Instructions to follow: The data should be printed in full, character for character.

══ Study material

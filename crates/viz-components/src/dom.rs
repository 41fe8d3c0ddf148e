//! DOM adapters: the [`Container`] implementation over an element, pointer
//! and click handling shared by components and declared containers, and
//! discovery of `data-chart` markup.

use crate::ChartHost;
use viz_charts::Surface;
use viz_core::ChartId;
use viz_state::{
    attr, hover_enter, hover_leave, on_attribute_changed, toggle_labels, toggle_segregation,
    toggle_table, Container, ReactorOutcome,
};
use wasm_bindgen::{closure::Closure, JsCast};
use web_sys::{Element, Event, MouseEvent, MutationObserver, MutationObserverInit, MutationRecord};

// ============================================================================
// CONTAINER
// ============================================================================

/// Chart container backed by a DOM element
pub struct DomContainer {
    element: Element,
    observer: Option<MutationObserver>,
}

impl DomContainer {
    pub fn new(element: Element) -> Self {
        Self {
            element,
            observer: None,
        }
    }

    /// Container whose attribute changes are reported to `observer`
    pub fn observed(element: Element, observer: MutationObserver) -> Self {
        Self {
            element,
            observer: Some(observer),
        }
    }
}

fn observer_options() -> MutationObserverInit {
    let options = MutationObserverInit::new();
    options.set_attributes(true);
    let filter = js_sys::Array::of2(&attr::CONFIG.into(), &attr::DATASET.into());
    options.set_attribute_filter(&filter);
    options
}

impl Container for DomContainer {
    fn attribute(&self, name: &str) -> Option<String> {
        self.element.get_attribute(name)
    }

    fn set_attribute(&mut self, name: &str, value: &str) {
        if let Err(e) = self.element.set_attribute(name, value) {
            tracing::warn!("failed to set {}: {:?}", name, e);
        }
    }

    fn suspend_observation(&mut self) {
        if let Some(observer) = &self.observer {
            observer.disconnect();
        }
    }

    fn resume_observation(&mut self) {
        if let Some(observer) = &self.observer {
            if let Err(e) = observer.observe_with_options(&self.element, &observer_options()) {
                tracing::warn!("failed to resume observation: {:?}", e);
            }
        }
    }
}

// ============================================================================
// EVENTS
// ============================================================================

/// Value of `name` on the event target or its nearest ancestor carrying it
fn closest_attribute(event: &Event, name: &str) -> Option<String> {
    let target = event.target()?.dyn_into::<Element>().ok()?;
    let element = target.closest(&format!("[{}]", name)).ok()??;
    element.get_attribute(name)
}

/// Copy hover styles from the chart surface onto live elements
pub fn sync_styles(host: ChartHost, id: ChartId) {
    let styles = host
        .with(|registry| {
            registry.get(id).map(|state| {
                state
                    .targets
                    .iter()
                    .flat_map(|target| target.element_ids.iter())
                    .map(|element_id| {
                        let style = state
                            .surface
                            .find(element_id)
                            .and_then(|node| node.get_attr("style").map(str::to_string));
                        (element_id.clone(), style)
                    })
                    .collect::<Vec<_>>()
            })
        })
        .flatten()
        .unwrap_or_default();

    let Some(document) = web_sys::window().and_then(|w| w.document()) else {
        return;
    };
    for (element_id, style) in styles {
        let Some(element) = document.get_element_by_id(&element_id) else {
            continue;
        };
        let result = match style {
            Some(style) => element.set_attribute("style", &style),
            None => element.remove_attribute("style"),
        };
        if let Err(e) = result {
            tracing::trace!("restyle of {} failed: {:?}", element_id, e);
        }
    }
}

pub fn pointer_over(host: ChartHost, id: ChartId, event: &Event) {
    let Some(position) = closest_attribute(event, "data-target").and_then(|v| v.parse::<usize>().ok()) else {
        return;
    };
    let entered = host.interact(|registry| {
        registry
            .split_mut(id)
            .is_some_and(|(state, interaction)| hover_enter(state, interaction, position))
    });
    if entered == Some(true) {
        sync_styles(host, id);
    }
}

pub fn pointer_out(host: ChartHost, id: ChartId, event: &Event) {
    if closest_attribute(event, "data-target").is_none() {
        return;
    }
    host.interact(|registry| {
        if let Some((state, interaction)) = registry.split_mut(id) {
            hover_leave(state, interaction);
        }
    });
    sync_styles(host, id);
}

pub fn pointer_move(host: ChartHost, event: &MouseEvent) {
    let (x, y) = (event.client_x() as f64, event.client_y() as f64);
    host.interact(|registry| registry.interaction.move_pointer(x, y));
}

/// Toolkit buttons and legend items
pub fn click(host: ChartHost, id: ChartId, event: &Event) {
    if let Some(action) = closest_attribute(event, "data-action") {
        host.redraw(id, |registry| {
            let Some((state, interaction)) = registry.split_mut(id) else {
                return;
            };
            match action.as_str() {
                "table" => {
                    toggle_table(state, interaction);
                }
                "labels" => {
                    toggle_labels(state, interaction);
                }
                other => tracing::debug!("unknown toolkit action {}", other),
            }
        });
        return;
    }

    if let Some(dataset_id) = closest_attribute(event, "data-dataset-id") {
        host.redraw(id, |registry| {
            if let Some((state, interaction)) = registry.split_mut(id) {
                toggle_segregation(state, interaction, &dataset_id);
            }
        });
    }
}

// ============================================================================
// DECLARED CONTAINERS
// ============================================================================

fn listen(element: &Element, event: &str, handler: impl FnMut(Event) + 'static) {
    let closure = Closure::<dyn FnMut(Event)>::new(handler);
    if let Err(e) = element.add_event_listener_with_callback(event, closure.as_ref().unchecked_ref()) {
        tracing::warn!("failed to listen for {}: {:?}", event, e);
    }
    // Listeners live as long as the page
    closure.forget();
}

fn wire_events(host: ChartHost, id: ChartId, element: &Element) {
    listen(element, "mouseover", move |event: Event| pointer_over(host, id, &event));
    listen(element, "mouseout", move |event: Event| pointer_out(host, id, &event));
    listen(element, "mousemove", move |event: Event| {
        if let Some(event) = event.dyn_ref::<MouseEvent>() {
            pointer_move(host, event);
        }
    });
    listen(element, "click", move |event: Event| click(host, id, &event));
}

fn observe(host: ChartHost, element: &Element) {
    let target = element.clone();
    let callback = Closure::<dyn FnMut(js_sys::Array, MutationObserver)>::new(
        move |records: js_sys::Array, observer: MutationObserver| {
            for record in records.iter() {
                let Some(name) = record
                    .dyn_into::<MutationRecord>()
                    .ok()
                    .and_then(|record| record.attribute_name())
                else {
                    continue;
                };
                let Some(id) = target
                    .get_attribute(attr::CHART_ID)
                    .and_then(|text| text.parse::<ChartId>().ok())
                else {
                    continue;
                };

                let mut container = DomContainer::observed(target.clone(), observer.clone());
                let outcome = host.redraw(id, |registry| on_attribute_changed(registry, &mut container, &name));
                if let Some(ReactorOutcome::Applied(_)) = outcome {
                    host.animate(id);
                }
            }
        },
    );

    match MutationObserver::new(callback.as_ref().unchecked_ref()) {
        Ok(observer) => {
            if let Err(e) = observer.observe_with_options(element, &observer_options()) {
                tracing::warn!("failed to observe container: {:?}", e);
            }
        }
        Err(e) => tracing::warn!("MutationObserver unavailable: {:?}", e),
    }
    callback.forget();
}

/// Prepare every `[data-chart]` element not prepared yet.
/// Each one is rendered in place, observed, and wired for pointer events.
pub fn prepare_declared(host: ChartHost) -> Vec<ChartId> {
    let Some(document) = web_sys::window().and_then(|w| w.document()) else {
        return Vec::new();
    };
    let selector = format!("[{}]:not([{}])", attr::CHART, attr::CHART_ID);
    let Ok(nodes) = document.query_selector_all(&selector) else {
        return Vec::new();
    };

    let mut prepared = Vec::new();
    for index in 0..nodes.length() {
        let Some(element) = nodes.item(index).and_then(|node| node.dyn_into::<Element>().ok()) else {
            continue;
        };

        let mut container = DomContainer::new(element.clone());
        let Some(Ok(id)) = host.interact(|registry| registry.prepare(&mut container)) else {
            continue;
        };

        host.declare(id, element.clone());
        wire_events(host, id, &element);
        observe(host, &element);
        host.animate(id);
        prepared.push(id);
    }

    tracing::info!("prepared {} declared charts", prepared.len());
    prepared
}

════

The answer:
filename crates/viz-components/src/dom.rs
repository 41fe8d3c0ddf148e
//! DOM adapters: the [`Container`] implementation over an element, pointer
//! and click handling shared by components and declared containers, and
//! discovery of `data-chart` markup.

use crate::ChartHost;
use viz_charts::Surface;
use viz_core::ChartId;
use viz_state::{
    attr, hover_enter, hover_leave, on_attribute_changed, toggle_labels, toggle_segregation,
    toggle_table, Container, ReactorOutcome,
};
use wasm_bindgen::{closure::Closure, JsCast};
use web_sys::{Element, Event, MouseEvent, MutationObserver, MutationObserverInit, MutationRecord};

// ============================================================================
// CONTAINER
// ============================================================================

/// Chart container backed by a DOM element
pub struct DomContainer {
    element: Element,
    observer: Option<MutationObserver>,
}

impl DomContainer {
    pub fn new(element: Element) -> Self {
        Self {
            element,
            observer: None,
        }
    }

    /// Container whose attribute changes are reported to `observer`
    pub fn observed(element: Element, observer: MutationObserver) -> Self {
        Self {
            element,
            observer: Some(observer),
        }
    }
}

fn observer_options() -> MutationObserverInit {
    let options = MutationObserverInit::new();
    options.set_attributes(true);
    let filter = js_sys::Array::of2(&attr::CONFIG.into(), &attr::DATASET.into());
    options.set_attribute_filter(&filter);
    options
}

impl Container for DomContainer {
    fn attribute(&self, name: &str) -> Option<String> {
        self.element.get_attribute(name)
    }

    fn set_attribute(&mut self, name: &str, value: &str) {
        if let Err(e) = self.element.set_attribute(name, value) {
            tracing::warn!("failed to set {}: {:?}", name, e);
        }
    }

    fn suspend_observation(&mut self) {
        if let Some(observer) = &self.observer {
            observer.disconnect();
        }
    }

    fn resume_observation(&mut self) {
        if let Some(observer) = &self.observer {
            if let Err(e) = observer.observe_with_options(&self.element, &observer_options()) {
                tracing::warn!("failed to resume observation: {:?}", e);
            }
        }
    }
}

// ============================================================================
// EVENTS
// ============================================================================

/// Value of `name` on the event target or its nearest ancestor carrying it
fn closest_attribute(event: &Event, name: &str) -> Option<String> {
    let target = event.target()?.dyn_into::<Element>().ok()?;
    let element = target.closest(&format!("[{}]", name)).ok()??;
    element.get_attribute(name)
}

/// Copy hover styles from the chart surface onto live elements
pub fn sync_styles(host: ChartHost, id: ChartId) {
    let styles = host
        .with(|registry| {
            registry.get(id).map(|state| {
                state
                    .targets
                    .iter()
                    .flat_map(|target| target.element_ids.iter())
                    .map(|element_id| {
                        let style = state
                            .surface
                            .find(element_id)
                            .and_then(|node| node.get_attr("style").map(str::to_string));
                        (element_id.clone(), style)
                    })
                    .collect::<Vec<_>>()
            })
        })
        .flatten()
        .unwrap_or_default();

    let Some(document) = web_sys::window().and_then(|w| w.document()) else {
        return;
    };
    for (element_id, style) in styles {
        let Some(element) = document.get_element_by_id(&element_id) else {
            continue;
        };
        let result = match style {
            Some(style) => element.set_attribute("style", &style),
            None => element.remove_attribute("style"),
        };
        if let Err(e) = result {
            tracing::trace!("restyle of {} failed: {:?}", element_id, e);
        }
    }
}

pub fn pointer_over(host: ChartHost, id: ChartId, event: &Event) {
    let Some(position) = closest_attribute(event, "data-target").and_then(|v| v.parse::<usize>().ok()) else {
        return;
    };
    let entered = host.interact(|registry| {
        registry
            .split_mut(id)
            .is_some_and(|(state, interaction)| hover_enter(state, interaction, position))
    });
    if entered == Some(true) {
        sync_styles(host, id);
    }
}

pub fn pointer_out(host: ChartHost, id: ChartId, event: &Event) {
    if closest_attribute(event, "data-target").is_none() {
        return;
    }
    host.interact(|registry| {
        if let Some((state, interaction)) = registry.split_mut(id) {
            hover_leave(state, interaction);
        }
    });
    sync_styles(host, id);
}

pub fn pointer_move(host: ChartHost, event: &MouseEvent) {
    let (x, y) = (event.client_x() as f64, event.client_y() as f64);
    host.interact(|registry| registry.interaction.move_pointer(x, y));
}

/// Toolkit buttons and legend items
pub fn click(host: ChartHost, id: ChartId, event: &Event) {
    if let Some(action) = closest_attribute(event, "data-action") {
        host.redraw(id, |registry| {
            let Some((state, interaction)) = registry.split_mut(id) else {
                return;
            };
            match action.as_str() {
                "table" => {
                    toggle_table(state, interaction);
                }
                "labels" => {
                    toggle_labels(state, interaction);
                }
                other => tracing::debug!("unknown toolkit action {}", other),
            }
        });
        return;
    }

    if let Some(dataset_id) = closest_attribute(event, "data-dataset-id") {
        host.redraw(id, |registry| {
            if let Some((state, interaction)) = registry.split_mut(id) {
                toggle_segregation(state, interaction, &dataset_id);
            }
        });
    }
}

// ============================================================================
// DECLARED CONTAINERS
// ============================================================================

fn listen(element: &Element, event: &str, handler: impl FnMut(Event) + 'static) {
    let closure = Closure::<dyn FnMut(Event)>::new(handler);
    if let Err(e) = element.add_event_listener_with_callback(event, closure.as_ref().unchecked_ref()) {
        tracing::warn!("failed to listen for {}: {:?}", event, e);
    }
    // Listeners live as long as the page
    closure.forget();
}

fn wire_events(host: ChartHost, id: ChartId, element: &Element) {
    listen(element, "mouseover", move |event: Event| pointer_over(host, id, &event));
    listen(element, "mouseout", move |event: Event| pointer_out(host, id, &event));
    listen(element, "mousemove", move |event: Event| {
        if let Some(event) = event.dyn_ref::<MouseEvent>() {
            pointer_move(host, event);
        }
    });
    listen(element, "click", move |event: Event| click(host, id, &event));
}

fn observe(host: ChartHost, element: &Element) {
    let target = element.clone();
    let callback = Closure::<dyn FnMut(js_sys::Array, MutationObserver)>::new(
        move |records: js_sys::Array, observer: MutationObserver| {
            for record in records.iter() {
                let Some(name) = record
                    .dyn_into::<MutationRecord>()
                    .ok()
                    .and_then(|record| record.attribute_name())
                else {
                    continue;
                };
                let Some(id) = target
                    .get_attribute(attr::CHART_ID)
                    .and_then(|text| text.parse::<ChartId>().ok())
                else {
                    continue;
                };

                let mut container = DomContainer::observed(target.clone(), observer.clone());
                let outcome = host.redraw(id, |registry| on_attribute_changed(registry, &mut container, &name));
                if let Some(ReactorOutcome::Applied(_)) = outcome {
                    host.animate(id);
                }
            }
        },
    );

    match MutationObserver::new(callback.as_ref().unchecked_ref()) {
        Ok(observer) => {
            if let Err(e) = observer.observe_with_options(element, &observer_options()) {
                tracing::warn!("failed to observe container: {:?}", e);
            }
        }
        Err(e) => tracing::warn!("MutationObserver unavailable: {:?}", e),
    }
    callback.forget();
}

/// Prepare every `[data-chart]` element not prepared yet.
/// Each one is rendered in place, observed, and wired for pointer events.
pub fn prepare_declared(host: ChartHost) -> Vec<ChartId> {
    let Some(document) = web_sys::window().and_then(|w| w.document()) else {
        return Vec::new();
    };
    let selector = format!("[{}]:not([{}])", attr::CHART, attr::CHART_ID);
    let Ok(nodes) = document.query_selector_all(&selector) else {
        return Vec::new();
    };

    let mut prepared = Vec::new();
    for index in 0..nodes.length() {
        let Some(element) = nodes.item(index).and_then(|node| node.dyn_into::<Element>().ok()) else {
            continue;
        };

        let mut container = DomContainer::new(element.clone());
        let Some(Ok(id)) = host.interact(|registry| registry.prepare(&mut container)) else {
            continue;
        };

        host.declare(id, element.clone());
        wire_events(host, id, &element);
        observe(host, &element);
        host.animate(id);
        prepared.push(id);
    }

    tracing::info!("prepared {} declared charts", prepared.len());
    prepared
}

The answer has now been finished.